Clare Hood's vocal work in the edgy I give you back dazzled with its many shades of speech and song. Photo / Supplied
Clare Hood's vocal work in the edgy I give you back dazzled with its many shades of speech and song. Photo / Supplied
Karlheinz Company's annual concert is always a highlight of the year, and tonight's instalment showcased four decades of music that gleefully demolishes any attempt at boundaries or borders.
Eve de Castro-Robinson's Whiplash was a teasing launch pad, choreographing flautists Uwe Grodd and Grace Liu in a mutual stalk-out ritual withsonic implications.

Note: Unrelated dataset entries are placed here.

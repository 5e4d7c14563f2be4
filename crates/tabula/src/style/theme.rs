//! Named style themes and their registry.
//!
//! A theme bundles one style filter (applied to every cell before column
//! styles and ad-hoc filters) with an optional column-separator suggestion
//! for text adapters. Themes are looked up by name in a [`ThemeRegistry`]
//! owned by the table instance — registration is always explicit, there is
//! no scanning and no process-wide registry.

use std::collections::HashMap;
use std::fmt;
use std::sync::Arc;

use super::filters::{CellContext, FilterFn};
use super::types::Style;

/// A named style bundle.
#[derive(Clone)]
pub struct Theme {
    name: String,
    filter: Option<Arc<FilterFn>>,
    column_separator: Option<String>,
}

impl Theme {
    /// Creates an empty theme with the given name.
    pub fn named(name: impl Into<String>) -> Self {
        Self {
            name: name.into(),
            filter: None,
            column_separator: None,
        }
    }

    /// Sets the theme's style filter, returning `self` for chaining.
    pub fn with_filter<F>(mut self, func: F) -> Self
    where
        F: Fn(&CellContext<'_>) -> Option<Style> + Send + Sync + 'static,
    {
        self.filter = Some(Arc::new(func));
        self
    }

    /// Sets the column separator this theme suggests to text adapters.
    pub fn with_column_separator(mut self, separator: impl Into<String>) -> Self {
        self.column_separator = Some(separator.into());
        self
    }

    /// The theme's name.
    pub fn name(&self) -> &str {
        &self.name
    }

    /// The suggested column separator, if any.
    pub fn column_separator(&self) -> Option<&str> {
        self.column_separator.as_deref()
    }

    /// The theme's style contribution for one cell.
    pub(crate) fn contribution(&self, ctx: &CellContext<'_>) -> Option<Style> {
        self.filter.as_ref().and_then(|f| f(ctx))
    }
}

impl fmt::Debug for Theme {
    fn fmt(&self, f: &mut fmt::Formatter<'_>) -> fmt::Result {
        f.debug_struct("Theme")
            .field("name", &self.name)
            .field("has_filter", &self.filter.is_some())
            .field("column_separator", &self.column_separator)
            .finish()
    }
}

/// Instance-owned collection of themes, addressed by name.
#[derive(Clone, Debug, Default)]
pub struct ThemeRegistry {
    themes: HashMap<String, Theme>,
}

impl ThemeRegistry {
    /// Creates an empty registry.
    pub fn new() -> Self {
        Self::default()
    }

    /// Creates a registry seeded with the built-in themes.
    ///
    /// - `altrow`: a faint background on odd data rows.
    /// - `headline`: bold header cells.
    pub fn with_builtins() -> Self {
        let mut registry = Self::new();
        registry.register(Theme::named("altrow").with_filter(|ctx| match ctx.row {
            Some(row) if row % 2 == 1 => Some(Style::new().bg_color("#f2f2f2")),
            _ => None,
        }));
        registry.register(
            Theme::named("headline")
                .with_filter(|ctx| ctx.is_header().then(|| Style::new().bold())),
        );
        registry
    }

    /// Adds or replaces a theme under its own name.
    pub fn register(&mut self, theme: Theme) {
        self.themes.insert(theme.name().to_string(), theme);
    }

    /// Looks up a theme by name.
    pub fn get(&self, name: &str) -> Option<&Theme> {
        self.themes.get(name)
    }

    /// Registered theme names, sorted.
    pub fn names(&self) -> Vec<&str> {
        let mut names: Vec<&str> = self.themes.keys().map(String::as_str).collect();
        names.sort_unstable();
        names
    }
}

#[cfg(test)]
mod tests {
    use super::*;
    use crate::style::types::FontWeight;
    use tabula_infer::{classify, RawValue};

    #[test]
    fn altrow_shades_odd_rows_only() {
        let registry = ThemeRegistry::with_builtins();
        let theme = registry.get("altrow").unwrap();
        let cv = classify(&RawValue::Int(1));

        let even = CellContext {
            col: 0,
            row: Some(0),
            header: "a",
            value: &cv,
        };
        let odd = CellContext {
            col: 0,
            row: Some(1),
            header: "a",
            value: &cv,
        };
        assert_eq!(theme.contribution(&even), None);
        assert_eq!(
            theme.contribution(&odd).unwrap().bg_color,
            Some("#f2f2f2".to_string())
        );
    }

    #[test]
    fn headline_bolds_headers() {
        let registry = ThemeRegistry::with_builtins();
        let theme = registry.get("headline").unwrap();
        let cv = classify(&RawValue::from("name"));

        let header = CellContext {
            col: 0,
            row: None,
            header: "name",
            value: &cv,
        };
        let data = CellContext {
            col: 0,
            row: Some(0),
            header: "name",
            value: &cv,
        };
        assert_eq!(
            theme.contribution(&header).unwrap().font_weight,
            Some(FontWeight::Bold)
        );
        assert_eq!(theme.contribution(&data), None);
    }

    #[test]
    fn registration_replaces_by_name() {
        let mut registry = ThemeRegistry::new();
        registry.register(Theme::named("x").with_column_separator("|"));
        registry.register(Theme::named("x").with_column_separator("||"));
        assert_eq!(registry.get("x").unwrap().column_separator(), Some("||"));
        assert_eq!(registry.names(), vec!["x"]);
    }

    #[test]
    fn lookup_misses_return_none() {
        let registry = ThemeRegistry::with_builtins();
        assert!(registry.get("darcula").is_none());
    }
}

After John Elmsly's Here had violinist Elizabeth Holowell dealing out whimsy with fluttering tremolos and woozy chord slides, John Coulter's eerily effective Mouth Piece beamed down from a TV monitor.
A mouth, in merciless close-up, repeated a phrase that was eventually reduced to wordless pitch patterns; the delicious irony came when, as we were visually drawn into dental claustrophobia, the soundtrack achieved liberation in electro acoustic birdsong.
Kevin Field's People Factory explored post-cool jazz with a Cuban twist, with Roger Manins' roving saxophone dominating the quartet.
Annea Lockwood was saluted twice and her edgy, confrontational song, I give you back, featured the marvellous Clare Hood ruffling psyches in many shades of speech and song.
If Fritz Hauser's Schraffur invited us almost to steal in on eight percussionists and their whispering gongs, then Stephen Montague's Tigida Pipa was the ultimate theatrical finale.
Invoking the worlds of Ligeti and Berio, four vocalists, led by Morag Atchison, had merry fun with a plethora of vocal skullduggeries, set against the shivery dance of wood percussion and taped sound to match.